● **Work task**
Please copy the leading lines of the entries below exactly, concluding with the line in which "magnitude <= value" occurs.

Saved data entries:
_____

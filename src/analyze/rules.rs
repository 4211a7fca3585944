//! Declarative alert rules (loaded from `config/rules.json` or `config/rules.toml`).
//!
//! Each rule is bound to one source and tests one payload record:
//! - `magnitude_above`:    match if magnitude > value
//! - `magnitude_at_least`: match if magnitude >= value
//! - `magnitude_at_most`:  match if magnitude <= value
//! - `title_contains_any`: match if ANY phrase appears in the title
//! - `ignore_case`:        compare titles case-insensitively (default: false)
//!
//! All present conditions must hold. A condition on a field the record does
//! not carry (e.g. a `null` magnitude) never holds.
//!
//! When a rule matches, `then` gives the severity plus minijinja templates for
//! the subject and body. Templates see `title`, `url`, `place`, `mag` and `source`.

use serde::{Deserialize, Serialize};
use std::{
    fs,
    path::{Path, PathBuf},
};

use crate::analyze::Severity;
use crate::error::RuleError;
use crate::ingest::types::{RecordFields, SourceId};

const ENV_PATH: &str = "ALERT_RULES_PATH";

#[derive(Debug, Clone, PartialEq, Serialize, Deserialize)]
pub struct RuleSet {
    pub rules: Vec<Rule>,
}

#[derive(Debug, Clone, PartialEq, Serialize, Deserialize)]
pub struct Rule {
    pub name: String,
    pub applies_to: SourceId,
    #[serde(default)]
    pub when: When,
    pub then: Then,
}

#[derive(Debug, Clone, Default, PartialEq, Serialize, Deserialize)]
pub struct When {
    #[serde(default, skip_serializing_if = "Option::is_none")]
    pub magnitude_above: Option<f64>,
    #[serde(default, skip_serializing_if = "Option::is_none")]
    pub magnitude_at_least: Option<f64>,
    #[serde(default, skip_serializing_if = "Option::is_none")]
    pub magnitude_at_most: Option<f64>,
    #[serde(default, skip_serializing_if = "Option::is_none")]
    pub title_contains_any: Option<Vec<String>>,
    #[serde(default)]
    pub ignore_case: bool,
}

#[derive(Debug, Clone, PartialEq, Serialize, Deserialize)]
pub struct Then {
    pub severity: Severity,
    pub subject: String,
    pub body: String,
}

impl Default for RuleSet {
    /// The stock rule set: quake magnitude bands, GDACS hazard keywords and
    /// "disaster" headlines from ReliefWeb and NewsAPI.
    fn default() -> Self {
        let disaster_headline = |name: &str, source: SourceId| Rule {
            name: name.into(),
            applies_to: source,
            when: When {
                title_contains_any: Some(vec!["disaster".into()]),
                ignore_case: true,
                ..When::default()
            },
            then: Then {
                severity: Severity::Urgent,
                subject: "Disaster Alert: {{ title }}".into(),
                body: "Details: {{ url }}".into(),
            },
        };

        Self {
            rules: vec![
                Rule {
                    name: "quake-urgent".into(),
                    applies_to: SourceId::Seismic,
                    when: When {
                        magnitude_above: Some(5.0),
                        ..When::default()
                    },
                    then: Then {
                        severity: Severity::Urgent,
                        subject: "Urgent: Earthquake Alert".into(),
                        body: "An earthquake of magnitude {{ mag }} has been detected at {{ place }}."
                            .into(),
                    },
                },
                Rule {
                    name: "quake-mild".into(),
                    applies_to: SourceId::Seismic,
                    when: When {
                        magnitude_at_least: Some(3.0),
                        magnitude_at_most: Some(5.0),
                        ..When::default()
                    },
                    then: Then {
                        severity: Severity::Warning,
                        subject: "Mild Earthquake Warning".into(),
                        body: "A mild earthquake of magnitude {{ mag }} has been detected at {{ place }}."
                            .into(),
                    },
                },
                Rule {
                    name: "gdacs-hazard".into(),
                    applies_to: SourceId::DisasterFeed,
                    when: When {
                        title_contains_any: Some(vec![
                            "Tsunami".into(),
                            "Flood".into(),
                            "Cyclone".into(),
                        ]),
                        ignore_case: false,
                        ..When::default()
                    },
                    then: Then {
                        severity: Severity::Urgent,
                        subject: "Urgent: {{ title }}".into(),
                        body: "Disaster Alert: {{ title }}\nDetails: {{ url }}".into(),
                    },
                },
                disaster_headline("reliefweb-disaster", SourceId::HumanitarianReport),
                disaster_headline("news-disaster", SourceId::NewsSearch),
            ],
        }
    }
}

impl RuleSet {
    /// Reject rules whose conditions can never see the field they test.
    pub fn validate(&self) -> Result<(), RuleError> {
        for r in &self.rules {
            let w = &r.when;
            let has_mag = w.magnitude_above.is_some()
                || w.magnitude_at_least.is_some()
                || w.magnitude_at_most.is_some();
            let invalid = |message: &str| RuleError::Invalid {
                rule: r.name.clone(),
                source_id: r.applies_to,
                message: message.to_string(),
            };
            if has_mag && r.applies_to != SourceId::Seismic {
                return Err(invalid("magnitude conditions only apply to seismic records"));
            }
            if w.title_contains_any.is_some() && r.applies_to == SourceId::Seismic {
                return Err(invalid("seismic records carry no title"));
            }
        }
        Ok(())
    }

    /// Rules bound to `source`, in configured order.
    pub fn for_source(&self, source: SourceId) -> impl Iterator<Item = &Rule> {
        self.rules.iter().filter(move |r| r.applies_to == source)
    }
}

/// Load rules from an explicit path. Supports JSON or TOML (by extension).
pub fn load_rules_from(path: &Path) -> Result<RuleSet, RuleError> {
    let content = fs::read_to_string(path).map_err(|source| RuleError::Io {
        path: path.to_path_buf(),
        source,
    })?;
    let ext = path
        .extension()
        .and_then(|s| s.to_str())
        .unwrap_or_default()
        .to_ascii_lowercase();
    if ext == "toml" {
        toml::from_str(&content).map_err(|e| RuleError::Parse(e.to_string()))
    } else {
        serde_json::from_str(&content).map_err(|e| RuleError::Parse(e.to_string()))
    }
}

/// Load rules using env var + fallbacks:
/// 1) $ALERT_RULES_PATH
/// 2) config/rules.json
/// 3) config/rules.toml
/// 4) built-in defaults
pub fn load_rules_default() -> Result<RuleSet, RuleError> {
    if let Ok(p) = std::env::var(ENV_PATH) {
        let pb = PathBuf::from(p);
        return load_rules_from(&pb);
    }
    for candidate in ["config/rules.json", "config/rules.toml"] {
        let p = PathBuf::from(candidate);
        if p.exists() {
            return load_rules_from(&p);
        }
    }
    Ok(RuleSet::default())
}

pub(crate) fn matches_when(rec: &RecordFields<'_>, w: &When) -> bool {
    if let Some(min) = w.magnitude_above {
        if !rec.magnitude.is_some_and(|m| m > min) {
            return false;
        }
    }
    if let Some(min) = w.magnitude_at_least {
        if !rec.magnitude.is_some_and(|m| m >= min) {
            return false;
        }
    }
    if let Some(max) = w.magnitude_at_most {
        if !rec.magnitude.is_some_and(|m| m <= max) {
            return false;
        }
    }
    if let Some(phrases) = &w.title_contains_any {
        let Some(title) = rec.title else {
            return false;
        };
        if !phrases.iter().any(|p| contains(title, p, w.ignore_case)) {
            return false;
        }
    }
    true
}

fn contains(text: &str, pat: &str, ignore_case: bool) -> bool {
    if ignore_case {
        text.to_lowercase().contains(&pat.to_lowercase())
    } else {
        text.contains(pat)
    }
}

#[cfg(test)]
mod tests {
    use super::*;
    use serial_test::serial;

    fn quake(m: Option<f64>) -> RecordFields<'static> {
        RecordFields {
            magnitude: m,
            place: Some("Somewhere"),
            ..RecordFields::default()
        }
    }

    fn titled(t: &'static str) -> RecordFields<'static> {
        RecordFields {
            title: Some(t),
            url: Some("https://x/1"),
            ..RecordFields::default()
        }
    }

    #[test]
    fn magnitude_bounds_are_strict_and_inclusive_as_configured() {
        let rs = RuleSet::default();
        let urgent = &rs.rules[0].when;
        let mild = &rs.rules[1].when;

        assert!(!matches_when(&quake(Some(5.0)), urgent));
        assert!(matches_when(&quake(Some(5.01)), urgent));
        assert!(matches_when(&quake(Some(5.0)), mild));
        assert!(matches_when(&quake(Some(3.0)), mild));
        assert!(!matches_when(&quake(Some(2.99)), mild));
        assert!(!matches_when(&quake(None), mild));
    }

    #[test]
    fn gdacs_keywords_are_case_sensitive() {
        let w = &RuleSet::default().rules[2].when;
        assert!(matches_when(&titled("Red Tsunami alert"), w));
        assert!(!matches_when(&titled("red tsunami alert"), w));
        assert!(!matches_when(&titled("FLOOD"), w));
    }

    #[test]
    fn disaster_headlines_ignore_case() {
        let w = &RuleSet::default().rules[3].when;
        assert!(matches_when(&titled("DISASTER in the valley"), w));
        assert!(matches_when(&titled("Natural disasters report"), w));
        assert!(!matches_when(&titled("Weather outlook"), w));
    }

    #[test]
    fn empty_when_matches_everything() {
        assert!(matches_when(&titled("anything"), &When::default()));
    }

    #[test]
    fn default_rules_are_valid() {
        RuleSet::default().validate().unwrap();
    }

    #[test]
    fn magnitude_rule_on_news_is_rejected() {
        let mut rs = RuleSet::default();
        rs.rules[0].applies_to = SourceId::NewsSearch;
        assert!(matches!(rs.validate(), Err(RuleError::Invalid { .. })));
    }

    #[test]
    fn json_and_toml_files_load() {
        let dir = tempfile::tempdir().unwrap();

        let p_json = dir.path().join("rules.json");
        fs::write(&p_json, serde_json::to_string(&RuleSet::default()).unwrap()).unwrap();
        assert_eq!(load_rules_from(&p_json).unwrap(), RuleSet::default());

        let p_toml = dir.path().join("rules.toml");
        fs::write(
            &p_toml,
            r#"
[[rules]]
name = "volcano"
applies_to = "disaster_feed"
when = { title_contains_any = ["Volcano"] }
then = { severity = "warning", subject = "Volcano: {{ title }}", body = "{{ url }}" }
"#,
        )
        .unwrap();
        let rs = load_rules_from(&p_toml).unwrap();
        assert_eq!(rs.rules.len(), 1);
        assert_eq!(rs.rules[0].then.severity, Severity::Warning);
        assert!(!rs.rules[0].when.ignore_case);
    }

    #[serial]
    #[test]
    fn default_loader_prefers_env_then_falls_back_to_builtin() {
        let old = std::env::current_dir().unwrap();
        let tmp = tempfile::tempdir().unwrap();
        std::env::set_current_dir(tmp.path()).unwrap();
        std::env::remove_var(ENV_PATH);

        assert_eq!(load_rules_default().unwrap(), RuleSet::default());

        let p = tmp.path().join("custom.json");
        fs::write(&p, r#"{"rules": []}"#).unwrap();
        std::env::set_var(ENV_PATH, p.display().to_string());
        assert!(load_rules_default().unwrap().rules.is_empty());
        std::env::remove_var(ENV_PATH);

        std::env::set_current_dir(&old).unwrap();
    }
}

_____

● **Task answer**
filename src/analyze/rules.rs
repository 4211a7fca3585944
//! Declarative alert rules (loaded from `config/rules.json` or `config/rules.toml`).
//!
//! Each rule is bound to one source and tests one payload record:
//! - `magnitude_above`:    match if magnitude > value
//! - `magnitude_at_least`: match if magnitude >= value
//! - `magnitude_at_most`:  match if magnitude <= value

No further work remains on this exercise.